Palasino Holdings Limited, the Hong Kong-listed gaming firm spun off from Hong Kong real estate giant Far East Consortium, has reported a profit of HK$15 million for the year ended 31 March 2025, slightly more than the HK$9 million reported a year earlier.
The improvement came on the back of a slight 1% increase in revenue from its hotel and gaming operations in Europe – more specifically the Czech Republic, Germany and Austria. Revenue for the year was HK$568.1 million.
In publishing its FY25 results, Palasino – which runs one integrated land-based casino and two full-service land-based casinos in the Czech Republic plus three hotels in Germany and Austria – noted that its gaming operations had contributed 71% of group-wide revenues for the year. Of this gaming revenue, 80% or HK$326 million was contributed by slot machines, up 2% year-on-year due to an increase in the number of slot machines to meet the demand for new and attractive game themes. The number of slot machines in operation at Palasino’s casinos increased from 560 as at 31 March 2023 to 568 as at 31 March 2024 and further increased to 630 as at 31 March 2025, the company explained.

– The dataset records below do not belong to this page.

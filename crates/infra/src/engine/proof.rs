use chrono::Utc;
use tracing::instrument;

use courierflow_auth::Principal;
use courierflow_core::OrderId;
use courierflow_events::{EventBus, EventEnvelope};
use courierflow_orders::{proof, Order, OrderEvent, ProofImage};

use super::{DispatchError, OrderEngine};
use crate::store::OrderStore;

impl<S, B> OrderEngine<S, B>
where
    S: OrderStore,
    B: EventBus<EventEnvelope<OrderEvent>>,
{
    /// Complete a delivery. The images are checked against the configured
    /// policy before anything is written; a rejected submission leaves the
    /// order exactly as it was.
    #[instrument(skip(self, images), fields(actor = %actor, images = images.len()))]
    pub fn submit_proof(
        &self,
        actor: &Principal,
        order_id: OrderId,
        images: &[ProofImage],
    ) -> Result<Order, DispatchError> {
        self.execute(order_id, actor, |order| {
            proof::complete_delivery(order, images, &self.proof_policy, actor, Utc::now())
        })
    }
}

“The gaming appetite and betting activity of the players continue to reflect a consistent upward trend even in the face of slightly tighter player protection regulations,” it said.
“While there were slight decreases in the average slot win per machine per day and average daily gross win per table in FY25 when compared to FY24, the slot machine hold percentage remained stable. The increase in the number of slot machines also contributed to a slight decrease in occupancy rates, particularly during peak times.
“The Group’s strategy is to offer a range of available slot machine brands such as Novomatic, EGT, IGT and Apex with the newest game themes available to the local market.”
On its broader performance, Palasino said, “The Group’s revenue has continued to grow despite the challenging economic situation of the last couple of years, such as COVID-19 restrictions on our operations during the height of the pandemic, the Ukraine-Russia war and increasing interest rates.”
Palasino reported Adjusted EBITDA of HK$52 million in FY25, down from HK$82 million a year earlier.